Vitrimers are promising next-generation materials, often exhibiting superior properties such as mechanical strength and solvent resistance compared to their thermoplastic counterparts, while still featuring recyclability due to their dynamic covalent crosslinks. The most common strategy to recycle vitrimers is via mechanical reprocessing at high temperatures, while others utilize chemical degradation to reobtain the constituent monomers. This work presents a new approach toward reprocessing by selectively breaking of the vitrimer's crosslinks, turning it back into a thermoplastic. This allows for reprocessing to be achieved in a more sustainable manner such as at lower temperatures and shorter times. After the desired shape has been obtained, facile re-crosslinking turns the material into a vitrimer, with full restoration of thermal stability, mechanical properties, and gel fraction. To achieve this, a carbene CH insertion strategy is utilized to introduce an imine-based crosslinker into various thermoplastics and plastic mixtures to convert them into vitrimers.

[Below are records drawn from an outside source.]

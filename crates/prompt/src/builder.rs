//! Prompt rendering for YAML prompt definitions.

use crate::types::PromptDefinition;
use grounded_core::{AppError, AppResult};
use handlebars::Handlebars;
use std::collections::HashMap;

/// Render a prompt definition into system instructions.
///
/// The definition's default variables are applied first; `variables`
/// supplied by the caller override them.
///
/// # Example
/// ```no_run
/// use grounded_prompt::{render_prompt, PromptDefinition};
/// use std::collections::HashMap;
///
/// # fn example(def: PromptDefinition) -> Result<(), Box<dyn std::error::Error>> {
/// let mut vars = HashMap::new();
/// vars.insert("table".to_string(), "claims".to_string());
///
/// let system = render_prompt(&def, &vars)?;
/// println!("{}", system);
/// # Ok(())
/// # }
/// ```
pub fn render_prompt(
    definition: &PromptDefinition,
    variables: &HashMap<String, String>,
) -> AppResult<String> {
    tracing::debug!("Rendering prompt: {}", definition.id);

    let mut merged = definition.variables.clone();
    merged.extend(variables.iter().map(|(k, v)| (k.clone(), v.clone())));

    render_template(&definition.template, &merged)
}

/// Render a Handlebars template with variables.
fn render_template(template: &str, variables: &HashMap<String, String>) -> AppResult<String> {
    let mut handlebars = Handlebars::new();

    // Disable HTML escaping for plain text
    handlebars.register_escape_fn(handlebars::no_escape);

    handlebars
        .register_template_string("prompt", template)
        .map_err(|e| AppError::Prompt(format!("Failed to register template: {}", e)))?;

    let rendered = handlebars
        .render("prompt", variables)
        .map_err(|e| AppError::Prompt(format!("Failed to render template: {}", e)))?;

    Ok(rendered)
}

#[cfg(test)]
mod tests {
    use super::*;

    fn create_test_definition(template: &str) -> PromptDefinition {
        let mut variables = HashMap::new();
        variables.insert("table".to_string(), "claims".to_string());
        variables.insert("dialect".to_string(), "T-SQL".to_string());

        PromptDefinition {
            id: "test.prompt".to_string(),
            title: "Test".to_string(),
            api_version: "1.0".to_string(),
            created_by: "test".to_string(),
            description: None,
            template: template.to_string(),
            variables,
        }
    }

    #[test]
    fn test_render_simple_template() {
        let mut vars = HashMap::new();
        vars.insert("prompt".to_string(), "Hello, world!".to_string());

        let result = render_template("Question: {{prompt}}", &vars).unwrap();
        assert_eq!(result, "Question: Hello, world!");
    }

    #[test]
    fn test_render_prompt_uses_defaults() {
        let def = create_test_definition("Write {{dialect}} for {{table}}.");
        let rendered = render_prompt(&def, &HashMap::new()).unwrap();
        assert_eq!(rendered, "Write T-SQL for claims.");
    }

    #[test]
    fn test_caller_variables_override_defaults() {
        let def = create_test_definition("Write {{dialect}} for {{table}}.");
        let mut vars = HashMap::new();
        vars.insert("table".to_string(), "[rnq_ai].[vehicle_repair_copilot]".to_string());

        let rendered = render_prompt(&def, &vars).unwrap();
        assert_eq!(rendered, "Write T-SQL for [rnq_ai].[vehicle_repair_copilot].");
    }

    #[test]
    fn test_citation_brackets_survive_rendering() {
        let def = create_test_definition("Cite like [info1.txt][info2.pdf] & never <merge>.");
        let rendered = render_prompt(&def, &HashMap::new()).unwrap();
        assert_eq!(rendered, "Cite like [info1.txt][info2.pdf] & never <merge>.");
    }

    #[test]
    fn test_invalid_template_is_prompt_error() {
        let def = create_test_definition("{{#if}}");
        let result = render_prompt(&def, &HashMap::new());
        assert!(matches!(result, Err(AppError::Prompt(_))));
    }
}
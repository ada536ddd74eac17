//! Chat message assembly.

use grounded_llm::{ChatMessage, ChatRole};
use unicode_normalization::UnicodeNormalization;

/// Builds the message list sent to the model.
///
/// The system message always stays first. New messages are inserted
/// directly after it, so the last inserted message ends up closest to the
/// system prompt. All content is NFC-normalized.
#[derive(Debug, Clone)]
pub struct MessageBuilder {
    messages: Vec<ChatMessage>,
}

impl MessageBuilder {
    /// Start a conversation with the given system content.
    pub fn new(system_content: &str) -> Self {
        Self {
            messages: vec![ChatMessage::system(normalize(system_content))],
        }
    }

    /// Insert a message right after the system message.
    pub fn insert_message(&mut self, role: ChatRole, content: &str) {
        self.insert_message_at(role, content, 1);
    }

    /// Insert a message at `index`, clamped to the end of the list.
    pub fn insert_message_at(&mut self, role: ChatRole, content: &str, index: usize) {
        let index = index.min(self.messages.len());
        self.messages
            .insert(index, ChatMessage::new(role, normalize(content)));
    }

    pub fn messages(&self) -> &[ChatMessage] {
        &self.messages
    }

    pub fn into_messages(self) -> Vec<ChatMessage> {
        self.messages
    }
}

fn normalize(content: &str) -> String {
    content.nfc().collect()
}
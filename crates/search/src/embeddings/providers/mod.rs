//! Embedding provider implementations.

pub mod local;
pub mod ollama;
pub mod openai;

pub use local::{LocalProvider, DEFAULT_LOCAL_DIMENSIONS};
pub use ollama::{OllamaEmbeddingProvider, DEFAULT_OLLAMA_EMBEDDING_MODEL};
pub use openai::{OpenAiEmbeddingProvider, DEFAULT_OPENAI_EMBEDDING_MODEL};
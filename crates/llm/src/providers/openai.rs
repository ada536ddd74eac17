//! OpenAI and Azure OpenAI chat completion provider.
//!
//! Both services accept the same request body; they differ in URL layout
//! and authentication header. `OpenAiTarget` captures that difference and is
//! shared with the embedding provider in `grounded-search`.

use crate::client::{ChatClient, ChatCompletion, ChatRequest};
use grounded_core::{AppError, AppResult};
use reqwest::{Client, RequestBuilder};
use std::time::Duration;

/// Default OpenAI API base URL.
pub const DEFAULT_OPENAI_URL: &str = "https://api.openai.com/v1";

/// Default request timeout in seconds
pub const REQUEST_TIMEOUT_SECS: u64 = 60;

/// Where OpenAI-compatible requests are sent and how they are authorized.
#[derive(Debug, Clone)]
pub enum OpenAiTarget {
    /// api.openai.com or a compatible server; the model goes in the body.
    OpenAi {
        base_url: String,
        api_key: String,
        organization: Option<String>,
    },
    /// Azure OpenAI; the deployment name goes in the URL.
    Azure {
        endpoint: String,
        api_key: String,
        api_version: String,
    },
}

impl OpenAiTarget {
    /// Build the URL for an API path such as `chat/completions`.
    ///
    /// `model` is the deployment name for Azure and ignored otherwise.
    pub fn url(&self, model: &str, path: &str) -> String {
        match self {
            Self::OpenAi { base_url, .. } => {
                format!("{}/{}", base_url.trim_end_matches('/'), path)
            }
            Self::Azure {
                endpoint,
                api_version,
                ..
            } => format!(
                "{}/openai/deployments/{}/{}?api-version={}",
                endpoint.trim_end_matches('/'),
                model,
                path,
                api_version
            ),
        }
    }

    /// Attach authentication headers.
    pub fn authorize(&self, builder: RequestBuilder) -> RequestBuilder {
        match self {
            Self::OpenAi {
                api_key,
                organization,
                ..
            } => {
                let builder = builder.bearer_auth(api_key);
                match organization {
                    Some(org) => builder.header("OpenAI-Organization", org),
                    None => builder,
                }
            }
            Self::Azure { api_key, .. } => builder.header("api-key", api_key),
        }
    }

    pub fn provider_name(&self) -> &'static str {
        match self {
            Self::OpenAi { .. } => "openai",
            Self::Azure { .. } => "azure-openai",
        }
    }
}

/// Build an HTTP client with the default request timeout.
pub fn http_client() -> AppResult<Client> {
    http_client_with_timeout(REQUEST_TIMEOUT_SECS)
}

/// Build an HTTP client that gives up on a request after `timeout_secs`.
pub fn http_client_with_timeout(timeout_secs: u64) -> AppResult<Client> {
    Client::builder()
        .timeout(Duration::from_secs(timeout_secs))
        .build()
        .map_err(|e| AppError::Llm(format!("Failed to create HTTP client: {}", e)))
}

/// OpenAI-compatible chat completion client.
pub struct OpenAiClient {
    target: OpenAiTarget,
    client: Client,
}

impl OpenAiClient {
    /// Create a client for the given target.
    pub fn new(target: OpenAiTarget) -> AppResult<Self> {
        Ok(Self {
            target,
            client: http_client()?,
        })
    }

    pub fn target(&self) -> &OpenAiTarget {
        &self.target
    }
}

#[async_trait::async_trait]
impl ChatClient for OpenAiClient {
    fn provider_name(&self) -> &str {
        self.target.provider_name()
    }

    async fn complete(&self, request: &ChatRequest) -> AppResult<ChatCompletion> {
        let url = self.target.url(&request.model, "chat/completions");

        tracing::info!(
            provider = self.provider_name(),
            model = %request.model,
            messages = request.messages.len(),
            "Sending chat completion request"
        );
        tracing::debug!("Request: {:?}", request);

        let response = self
            .target
            .authorize(self.client.post(&url))
            .json(request)
            .send()
            .await
            .map_err(|e| AppError::Llm(format!("Failed to send chat request: {}", e)))?;

        if !response.status().is_success() {
            let status = response.status();
            let error_text = response
                .text()
                .await
                .unwrap_or_else(|_| "Unknown error".to_string());
            return Err(AppError::Llm(format!(
                "{} API error ({}): {}",
                self.provider_name(),
                status,
                error_text
            )));
        }

        let completion: ChatCompletion = response
            .json()
            .await
            .map_err(|e| AppError::Llm(format!("Failed to parse chat completion: {}", e)))?;

        tracing::info!(
            choices = completion.choices.len(),
            total_tokens = completion.usage.as_ref().map(|u| u.total_tokens).unwrap_or(0),
            "Received chat completion"
        );

        Ok(completion)
    }
}
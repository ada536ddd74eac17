//! Error types for grounded.
//!
//! A single error enum covers configuration, I/O, completion, search,
//! embedding, prompt and serialization failures. Collaborator clients map
//! their transport errors into the matching variant; orchestration code
//! propagates them untouched.

use thiserror::Error;

/// Unified error type for grounded.
///
/// All fallible functions return `Result<T, AppError>`.
#[derive(Error, Debug)]
pub enum AppError {
    /// Configuration-related errors
    #[error("Configuration error: {0}")]
    Config(String),

    /// I/O and filesystem errors
    #[error("I/O error: {0}")]
    Io(#[from] std::io::Error),

    /// Chat completion provider errors
    #[error("LLM error: {0}")]
    Llm(String),

    /// Search index errors
    #[error("Search error: {0}")]
    Search(String),

    /// Embedding provider errors
    #[error("Embedding error: {0}")]
    Embedding(String),

    /// Prompt system errors
    #[error("Prompt error: {0}")]
    Prompt(String),

    /// Serialization/deserialization errors
    #[error("Serialization error: {0}")]
    Serialization(String),

    /// Generic errors
    #[error("{0}")]
    Other(String),
}

impl From<serde_json::Error> for AppError {
    fn from(err: serde_json::Error) -> Self {
        AppError::Serialization(err.to_string())
    }
}

impl From<serde_yaml::Error> for AppError {
    fn from(err: serde_yaml::Error) -> Self {
        AppError::Serialization(err.to_string())
    }
}

/// Convenience type alias for Results with AppError.
pub type AppResult<T> = Result<T, AppError>;
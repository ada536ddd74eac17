//! Formatting retrieved passages into the prompt's `Sources:` block.

use grounded_search::Document;
use std::path::Path;

/// One `"<citation>: <text>"` line per result, in result order.
///
/// With captions on, a document's joined captions replace its content;
/// documents without captions fall back to their content.
pub fn get_sources_content(results: &[Document], use_semantic_captions: bool) -> Vec<String> {
    results
        .iter()
        .map(|doc| {
            let text = match doc.caption_text() {
                Some(captions) if use_semantic_captions => captions,
                _ => doc.content().to_string(),
            };
            format!("{}: {}", get_citation(doc.source_page()), nonewlines(&text))
        })
        .collect()
}

/// Citation for a source page.
///
/// Page images named `<doc>-<n>.png` cite the page of the original PDF.
pub fn get_citation(sourcepage: &str) -> String {
    let path = Path::new(sourcepage);
    let is_png = path
        .extension()
        .and_then(|e| e.to_str())
        .map(|e| e.eq_ignore_ascii_case("png"))
        .unwrap_or(false);

    if !is_png {
        return sourcepage.to_string();
    }

    // Strip ".png"; the stem may itself contain dots and dashes.
    let stem = &sourcepage[..sourcepage.len() - 4];
    match stem
        .rsplit_once('-')
        .and_then(|(doc, page)| Some((doc, page.parse::<u32>().ok()?)))
    {
        Some((doc, page)) => format!("{}.pdf#page={}", doc, page),
        None => sourcepage.to_string(),
    }
}

/// Replace line breaks with spaces.
pub fn nonewlines(s: &str) -> String {
    s.replace(['\n', '\r'], " ")
}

Properties typical of vitrimers such as a retained polymer network at high temperatures, and an Arrhenius-type relationship between stress relaxation rate and temperature are observed, while its mechanical properties such as elongation at break and tensile toughness, particularly for plastic mixtures are significantly enhanced, first by crosslinking, then further enhanced up to 8 folds by the reversible crosslinking process.